In Luke 19, following right on the heels of the disciple’s prayer, Jesus said: “how many of you when you ask your father for a fish, he will give you a serpent, and if you ask him for bread, he will give you a stone? If you being human, and compared to God even evil, will give your son good things, how much more will your Father in heaven give you good gifts, even the Holy Spirit, when you pray?”

When you ask God, who is a father, you do not draw up an empty net with just stones and serpents in it, you bring in a haul, a haul even to overflowing. So many of us misunderstand prayer. We think that somehow we have got to persuade God in prayer, we have to overcome his reluctance—in actuality what we have to do in prayer is to lay hold of his willingness–he is a father, you are not going to come up empty when you approach him. Jesus illustrates who the Father is, to us. In fact it is because of Jesus’ relationship with his Father, that you and I have our relationship with his Father. You see, we are not the seed (physically) of Abraham, but Jesus was God’s begotten Son. God says of him, “You are my Son, this day have I begotten Thee,” Psalm 2.
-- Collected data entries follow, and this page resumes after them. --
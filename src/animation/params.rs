//! Animation parameters published from the motion controller.

use bevy::ecs::message::Message;
use bevy::prelude::*;

/// Receiver for the controller's display-facing state.
pub trait AnimationParameterBridge {
    fn set(&mut self, horizontal: f32, vertical: f32, grounded: bool, crouching: bool);
}

/// Named parameters an animator would read, stored on the player entity.
#[derive(Component, Debug, Clone, Copy, Default, PartialEq)]
pub struct AnimationParams {
    /// Magnitude of horizontal input
    pub horizontal: f32,
    /// Vertical velocity
    pub vertical: f32,
    pub grounded: bool,
    pub crouching: bool,
}

impl AnimationParameterBridge for AnimationParams {
    fn set(&mut self, horizontal: f32, vertical: f32, grounded: bool, crouching: bool) {
        self.horizontal = horizontal;
        self.vertical = vertical;
        self.grounded = grounded;
        self.crouching = crouching;
    }
}

/// Animation states for the character.
#[derive(Debug, Clone, Copy, PartialEq, Eq, Hash, Default)]
pub enum AnimationState {
    #[default]
    Idle,
    Run,
    Jump,
    Fall,
    Crouch,
    CrouchWalk,
}

impl AnimationState {
    /// Pick a state from the published parameters.
    pub fn from_params(params: &AnimationParams, walk_threshold: f32) -> Self {
        let moving = params.horizontal > walk_threshold;
        match (params.grounded, params.crouching) {
            (true, true) if moving => AnimationState::CrouchWalk,
            (true, true) => AnimationState::Crouch,
            (true, false) if moving => AnimationState::Run,
            (true, false) => AnimationState::Idle,
            (false, _) if params.vertical > 0.0 => AnimationState::Jump,
            (false, _) => AnimationState::Fall,
        }
    }

    pub fn is_looping(&self) -> bool {
        matches!(
            self,
            AnimationState::Idle
                | AnimationState::Run
                | AnimationState::Crouch
                | AnimationState::CrouchWalk
        )
    }

    /// Animation clip name suffix (e.g., "idle", "crouch_walk").
    pub fn clip_name(&self) -> &'static str {
        match self {
            AnimationState::Idle => "idle",
            AnimationState::Run => "run",
            AnimationState::Jump => "jump",
            AnimationState::Fall => "fall",
            AnimationState::Crouch => "crouch",
            AnimationState::CrouchWalk => "crouch_walk",
        }
    }
}

/// Tracks the current state and how long it has been playing.
#[derive(Component, Debug, Default)]
pub struct AnimationController {
    pub state: AnimationState,
    /// Previous state (for detecting transitions).
    pub previous_state: AnimationState,
    /// Seconds spent in the current state.
    pub state_time: f32,
}

impl AnimationController {
    /// Set the animation state, resetting the clock if it changed.
    /// Returns true on a transition.
    pub fn set_state(&mut self, state: AnimationState) -> bool {
        if self.state == state {
            return false;
        }
        self.previous_state = self.state;
        self.state = state;
        self.state_time = 0.0;
        true
    }
}

/// Message fired when animation state changes.
#[derive(Debug)]
pub struct AnimationStateChanged {
    pub entity: Entity,
    pub from: AnimationState,
    pub to: AnimationState,
}

impl Message for AnimationStateChanged {}
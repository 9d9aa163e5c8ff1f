//! Core domain: camera setup and pause input.

use avian2d::prelude::*;
use bevy::prelude::*;

use crate::core::resources::{GameplayPaused, PAUSE_MENU_SOURCE};

pub(crate) fn setup_camera(mut commands: Commands) {
    commands.spawn(Camera2d);
}

pub(crate) fn toggle_pause(
    keyboard: Res<ButtonInput<KeyCode>>,
    mut paused: ResMut<GameplayPaused>,
) {
    if keyboard.just_pressed(KeyCode::Escape) {
        let now_paused = paused.toggle(PAUSE_MENU_SOURCE);
        info!("Gameplay {}", if now_paused { "paused" } else { "resumed" });
    }
}

/// Freeze the physics clock with gameplay so bodies keep still while paused.
pub(crate) fn sync_physics_pause(
    paused: Res<GameplayPaused>,
    mut physics_time: ResMut<Time<Physics>>,
) {
    let should_pause = paused.is_paused();
    if physics_time.is_paused() == should_pause {
        return;
    }

    if should_pause {
        physics_time.pause();
    } else {
        physics_time.unpause();
    }
    debug!("Physics clock paused={}", should_pause);
}
//! Core domain: camera, pause handling and shared run conditions.

mod resources;
mod systems;
#[cfg(test)]
mod tests;

pub use resources::{GameplayPaused, gameplay_active};

use bevy::prelude::*;

use crate::core::systems::{setup_camera, sync_physics_pause, toggle_pause};

pub struct CorePlugin;

impl Plugin for CorePlugin {
    fn build(&self, app: &mut App) {
        app.init_resource::<GameplayPaused>()
            .add_systems(Startup, setup_camera)
            .add_systems(
                Update,
                (
                    toggle_pause,
                    sync_physics_pause.run_if(resource_changed::<GameplayPaused>),
                )
                    .chain(),
            );
    }
}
In Luke 2:49, Jesus as a 12-year old boy is at the Temple and his parents return after three days to find him there. His mother is understandably distressed, and Jesus says: “Why are you so upset mother, do you not know I must be in my Father’s house, I must be about my Father’s business?” The sages who were sitting around—with whom Jesus has just been engaged in intensive advanced spiritual discussion (rabbinic argument)—immediately understood when Jesus said: “my Father” instead of saying: “our Father’s house.” This would have been appropriate, he could have said to his mother, “Mother, why are you surprised to find me in our Father’s house?” because she was also of the offspring of Israel. But he said: “my Father” and the sages understood that in so doing he was identifying himself as the Messiah. Based on at least three major scriptures in the Hebrew Bible (e.g. 2 Samuel 7:14) the Messiah is going to be called God’s Son. God says, “I will be to him a father and he will be to me a son.” In Psalm 2 he says: “You are my son, this day I have begotten Thee.” So it was understood by the sages of Israel that when Messiah arrives, he will have such intimacy with the God of creation that he would speak of him in the first person as “my Father (Avi)” rather than in the first person plural “our Father (Avinu).”​Because Jesus could say Avi, you and I can say Avinu.

Because of who he was, his identity as God’s Son and Messiah, you and I now have the identity of God’s adopted sons and daughters. He, by the shedding of his blood, has made a way for us to come into the family of God. Because we know Jesus’ identity, we now know our identity, we too are the children of the Father of Israel. In Ephesians 2:11-22, Paul speaks of this great wonder, he speaks to you and me. Verse 12 “at that time” refers to the time prior to coming into a saving knowledge of the Messiah Jesus. Paul is saying you were the most miserable of all men, you were not a people, you did not know God, you were pagans, you had no hopes, you had no covenants and no promises, but now, verses 13,19-22. Do you understand that because of who Jesus was and what he did we undergo a second birth? Our first birth is to a human father, into a natural family. And then we have a spiritual birth into a supernatural family, to your Father in heaven. And because of that, because the second birth is possible in the Messiah Jesus, you are now part of God’s household. That is why we call one another brothers and sisters, because our Father in heaven is the head of our house, and he is trying to get his children in order so he can come and visit the house and dwell there peaceably. The glory of his Spirit will be in the family gathering.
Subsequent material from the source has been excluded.